Flames from the Rim Fire consume trees on August 25, 2013 near Groveland, California. (Justin Sullivan/Getty Images)
Flames from the Rim Fire consume trees on August 25, 2013 near Groveland, California. (Justin Sullivan/Getty Images)

Scientists are finding that in the not-too-distant past — we’re not talking Jurassic here — forest fires burned far more real estate than they typically do today, and more often. The difference is that the forests bounced back much more readily.

A century of forest management practices, combined with hotter and longer summers brought on by climate change, have set the stage for more catastrophic fires.
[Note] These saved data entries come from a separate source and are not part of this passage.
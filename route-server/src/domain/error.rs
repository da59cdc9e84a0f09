//! Domain error types.
//!
//! These errors represent validation failures in the domain layer. They are
//! distinct from storage and search errors.

use super::{InvalidPrice, InvalidStation, Station, TimeError};

/// Domain-level errors for record validation.
#[derive(Debug, Clone, thiserror::Error)]
pub enum DomainError {
    /// A station name failed to parse
    #[error(transparent)]
    Station(#[from] InvalidStation),

    /// A price was negative or not a number
    #[error(transparent)]
    Price(#[from] InvalidPrice),

    /// A time failed to parse
    #[error(transparent)]
    Time(#[from] TimeError),

    /// Departure arrives before it leaves
    #[error("departure arrives before it departs")]
    ArrivesBeforeDeparture,

    /// Departure starts and ends at the same station
    #[error("departure from {0} must go to a different station")]
    SelfLoop(Station),
}

#[cfg(test)]
mod tests {
    use super::*;

    #[test]
    fn error_display() {
        let err = DomainError::ArrivesBeforeDeparture;
        assert_eq!(err.to_string(), "departure arrives before it departs");

        let err = DomainError::SelfLoop(Station::parse("A").unwrap());
        assert_eq!(err.to_string(), "departure from A must go to a different station");

        let err: DomainError = Station::parse("").unwrap_err().into();
        assert_eq!(err.to_string(), "invalid station: must not be empty");
    }
}
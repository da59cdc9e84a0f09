//! The edge source seam between the planner and whatever stores departures.

use std::collections::HashSet;
use std::future::Future;

use crate::domain::{DepartureId, Price, Station, Timestamp};

use super::search::SearchError;

/// The earliest-arriving departure from one station to one neighbour.
#[derive(Debug, Clone, PartialEq)]
pub struct NextEdge {
    pub to: Station,
    pub departure: DepartureId,
    pub price: Price,
    pub arrive_time: Timestamp,
}

/// Trait for providing the next reachable edges from a station.
///
/// This abstraction allows the planner to be tested with mock data and
/// keeps storage concerns out of the search.
///
/// Implementations must return exactly one entry per distinct destination
/// reachable from `from` that is not in `excluded` and has a departure
/// leaving at or after `not_before`. The entry for each destination is the
/// qualifying departure with the smallest arrival time; capacity and other
/// record fields must not influence the choice.
pub trait EdgeSource {
    fn next_edges(
        &self,
        from: &Station,
        excluded: &HashSet<Station>,
        not_before: Timestamp,
    ) -> impl Future<Output = Result<Vec<NextEdge>, SearchError>> + Send;
}
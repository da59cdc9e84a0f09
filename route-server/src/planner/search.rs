//! Earliest-arrival route search.
//!
//! Finds a chain of departures from a start station to a destination that
//! arrives as early as possible, given the time the traveller is ready to
//! leave.

use tracing::{debug, info};

use crate::domain::{DepartureId, Price, Station, Timestamp};

use super::config::SearchConfig;
use super::earliest::EarliestArrival;
use super::route::PartialRoute;
use super::source::EdgeSource;
use super::strategy::{Termination, run_search};

/// Error from route search.
#[derive(Debug, Clone, thiserror::Error)]
pub enum SearchError {
    /// Failed to fetch departures
    #[error("failed to fetch departures from {station}: {message}")]
    FetchError { station: Station, message: String },

    /// Invalid search request
    #[error("invalid search request: {0}")]
    InvalidRequest(String),

    /// Search timed out
    #[error("search timed out")]
    Timeout,

    /// Search expanded too many routes without finishing
    #[error("search gave up after expanding {0} routes")]
    ExpansionLimit(usize),
}

/// Request for route search.
#[derive(Debug, Clone, PartialEq)]
pub struct SearchRequest {
    /// Where the traveller starts.
    pub start: Station,

    /// Where the traveller wants to end up.
    pub destination: Station,

    /// Earliest time the traveller can leave `start`.
    pub start_time: Timestamp,
}

impl SearchRequest {
    /// Create a new search request.
    pub fn new(start: Station, destination: Station, start_time: Timestamp) -> Self {
        Self {
            start,
            destination,
            start_time,
        }
    }

    /// Build a request from raw client input.
    ///
    /// Missing or malformed stations are rejected here, before any
    /// departures are looked up.
    pub fn parse(
        start: Option<&str>,
        destination: Option<&str>,
        start_time: Timestamp,
    ) -> Result<Self, SearchError> {
        let start = parse_station("start", start)?;
        let destination = parse_station("destination", destination)?;
        Ok(Self::new(start, destination, start_time))
    }
}

fn parse_station(field: &str, value: Option<&str>) -> Result<Station, SearchError> {
    let value =
        value.ok_or_else(|| SearchError::InvalidRequest(format!("missing {field} station")))?;
    Station::parse(value).map_err(|e| SearchError::InvalidRequest(format!("{field}: {e}")))
}

/// A route that reaches the destination.
#[derive(Debug, Clone, PartialEq)]
pub struct FoundRoute {
    /// Departures to take, in order.
    pub departures: Vec<DepartureId>,

    /// Sum of the departures' prices.
    pub total_cost: Price,

    /// Arrival time at the destination.
    pub final_arrival_time: Timestamp,
}

impl From<PartialRoute> for FoundRoute {
    fn from(route: PartialRoute) -> Self {
        let total_cost = route.cost();
        let final_arrival_time = route.time();
        Self {
            departures: route.into_path(),
            total_cost,
            final_arrival_time,
        }
    }
}

/// Outcome of a search that did not fail.
#[derive(Debug, Clone, PartialEq)]
pub enum RouteOutcome {
    Found(FoundRoute),

    /// Every reachable route was explored without reaching the destination.
    NotFound,
}

/// Result of route search.
#[derive(Debug, Clone)]
pub struct SearchResult {
    pub outcome: RouteOutcome,

    /// Number of routes expanded during search.
    pub routes_explored: usize,
}

/// Route planner over an edge source.
pub struct Planner<'a, E: EdgeSource> {
    source: &'a E,
    config: &'a SearchConfig,
}

impl<'a, E: EdgeSource + Sync> Planner<'a, E> {
    /// Create a new planner.
    pub fn new(source: &'a E, config: &'a SearchConfig) -> Self {
        Self { source, config }
    }

    /// Search for the earliest-arriving route for `request`.
    ///
    /// A failing edge source aborts the search with that error; it is never
    /// reported as `NotFound`.
    pub async fn search(&self, request: &SearchRequest) -> Result<SearchResult, SearchError> {
        debug!(
            start = %request.start,
            destination = %request.destination,
            start_time = %request.start_time,
            "starting route search"
        );

        let strategy = EarliestArrival::new(self.source, request.destination.clone());
        let seed = PartialRoute::seed(request.start.clone(), request.start_time);

        let summary = run_search(&strategy, seed, self.config).await?;

        let outcome = match summary.termination {
            Termination::Found(route) => RouteOutcome::Found(route.into()),
            Termination::Exhausted => RouteOutcome::NotFound,
        };

        info!(
            start = %request.start,
            destination = %request.destination,
            found = matches!(outcome, RouteOutcome::Found(_)),
            routes_explored = summary.routes_explored,
            "route search finished"
        );

        Ok(SearchResult {
            outcome,
            routes_explored: summary.routes_explored,
        })
    }
}

/// Find the earliest-arriving route from `start` to `destination`.
pub async fn find_route<E: EdgeSource + Sync>(
    source: &E,
    start: Station,
    destination: Station,
    start_time: Timestamp,
    config: &SearchConfig,
) -> Result<RouteOutcome, SearchError> {
    let request = SearchRequest::new(start, destination, start_time);
    let result = Planner::new(source, config).search(&request).await?;
    Ok(result.outcome)
}

#[cfg(test)]
#[path = "search_tests.rs"]
mod tests;
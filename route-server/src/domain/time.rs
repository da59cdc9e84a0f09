//! Timestamp handling.
//!
//! All times inside the crate are epoch milliseconds. Clients may send
//! either a millisecond count or an RFC 3339 string; conversion happens
//! once, at the boundary, and nothing past it sees anything but
//! [`Timestamp`].

use std::fmt;

use chrono::{DateTime, Utc};
use serde::{Deserialize, Serialize};

/// Error returned when parsing an invalid time string.
#[derive(Debug, Clone, PartialEq, Eq, thiserror::Error)]
#[error("invalid time: {reason}")]
pub struct TimeError {
    reason: &'static str,
}

impl TimeError {
    fn new(reason: &'static str) -> Self {
        Self { reason }
    }
}

/// A point in time, in milliseconds since the Unix epoch.
///
/// # Examples
///
/// ```
/// use route_server::domain::Timestamp;
///
/// let t = Timestamp::parse_rfc3339("1970-01-01T00:00:01Z").unwrap();
/// assert_eq!(t.as_millis(), 1000);
/// assert!(Timestamp::from_millis(10) < Timestamp::from_millis(100));
/// ```
#[derive(Clone, Copy, PartialEq, Eq, Hash, PartialOrd, Ord, Serialize, Deserialize)]
#[serde(transparent)]
pub struct Timestamp(i64);

impl Timestamp {
    /// The Unix epoch.
    pub const EPOCH: Timestamp = Timestamp(0);

    /// Create a timestamp from epoch milliseconds.
    pub const fn from_millis(millis: i64) -> Self {
        Self(millis)
    }

    /// Returns the timestamp as epoch milliseconds.
    pub const fn as_millis(&self) -> i64 {
        self.0
    }

    /// Create a timestamp from a UTC datetime (sub-millisecond precision is dropped).
    pub fn from_datetime(dt: DateTime<Utc>) -> Self {
        Self(dt.timestamp_millis())
    }

    /// Parse an RFC 3339 string such as `2024-03-15T10:00:00Z`.
    pub fn parse_rfc3339(s: &str) -> Result<Self, TimeError> {
        let dt = DateTime::parse_from_rfc3339(s)
            .map_err(|_| TimeError::new("expected RFC 3339 datetime"))?;
        Ok(Self::from_datetime(dt.with_timezone(&Utc)))
    }

    /// Converts to a UTC datetime, if representable.
    pub fn to_datetime(&self) -> Option<DateTime<Utc>> {
        DateTime::from_timestamp_millis(self.0)
    }
}

impl fmt::Debug for Timestamp {
    fn fmt(&self, f: &mut fmt::Formatter<'_>) -> fmt::Result {
        write!(f, "Timestamp({})", self.0)
    }
}

impl fmt::Display for Timestamp {
    fn fmt(&self, f: &mut fmt::Formatter<'_>) -> fmt::Result {
        match self.to_datetime() {
            Some(dt) => write!(f, "{}", dt.to_rfc3339_opts(chrono::SecondsFormat::Millis, true)),
            None => write!(f, "{}ms", self.0),
        }
    }
}

/// A time as supplied by a client: epoch milliseconds or an RFC 3339 string.
#[derive(Debug, Clone, PartialEq, Eq, Deserialize)]
#[serde(untagged)]
pub enum TimeInput {
    Millis(i64),
    Text(String),
}

impl TimeInput {
    /// Normalise to a [`Timestamp`].
    pub fn resolve(&self) -> Result<Timestamp, TimeError> {
        match self {
            TimeInput::Millis(ms) => Ok(Timestamp::from_millis(*ms)),
            TimeInput::Text(s) => Timestamp::parse_rfc3339(s),
        }
    }
}
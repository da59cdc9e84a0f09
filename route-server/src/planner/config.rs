//! Search configuration for the route planner.

use std::time::Duration;

/// Configuration parameters for route search.
#[derive(Debug, Clone)]
pub struct SearchConfig {
    /// Maximum number of routes to expand before giving up.
    /// Each expansion is one edge-source query.
    pub max_expansions: usize,

    /// Wall-clock budget for a single search (milliseconds).
    pub timeout_ms: u64,
}

impl SearchConfig {
    /// Create a new configuration with the given parameters.
    pub fn new(max_expansions: usize, timeout_ms: u64) -> Self {
        Self {
            max_expansions,
            timeout_ms,
        }
    }

    /// Returns the search timeout as a Duration.
    pub fn timeout(&self) -> Duration {
        Duration::from_millis(self.timeout_ms)
    }
}

impl Default for SearchConfig {
    fn default() -> Self {
        Self {
            max_expansions: 10_000,
            timeout_ms: 30_000, // 30 seconds
        }
    }
}
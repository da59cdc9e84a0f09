//! Departure store error types.

use std::path::PathBuf;

use crate::domain::DomainError;

/// Errors that can occur when writing to or seeding the departure store.
#[derive(Debug, thiserror::Error)]
pub enum StoreError {
    /// Record failed validation
    #[error("invalid departure: {0}")]
    Invalid(#[from] DomainError),

    /// Failed to read a seed file
    #[error("failed to read {path:?}: {source}")]
    Io {
        path: PathBuf,
        source: std::io::Error,
    },

    /// Seed file is not valid JSON
    #[error("JSON parse error in {path:?}: {message}")]
    Json { path: PathBuf, message: String },
}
But “big” didn’t always mean catastrophic.

USFS geographer Carl Skinner is piecing together a fire history of California by studying tree rings. (Craig Miller/KQED)
USFS geographer Carl Skinner is piecing together a fire history of California by studying tree rings. (Craig Miller/KQED)

For 25 years, Carl Skinner and his colleagues at the U.S. Forest Service have been building a kind of “pre-history” of fire in California by scrutinizing tree rings. The shelves of his lab near Redding are piled high with crosscut slabs of big sugar pines and other trees from northern California forests.

“We find 1822 fires all over the place,” Skinner told me while sorting through wooden slabs. “It was a very dry year. 1729 is another one. There’s a number of these very pronounced drought years that give us an idea of what to expect in a year like this.”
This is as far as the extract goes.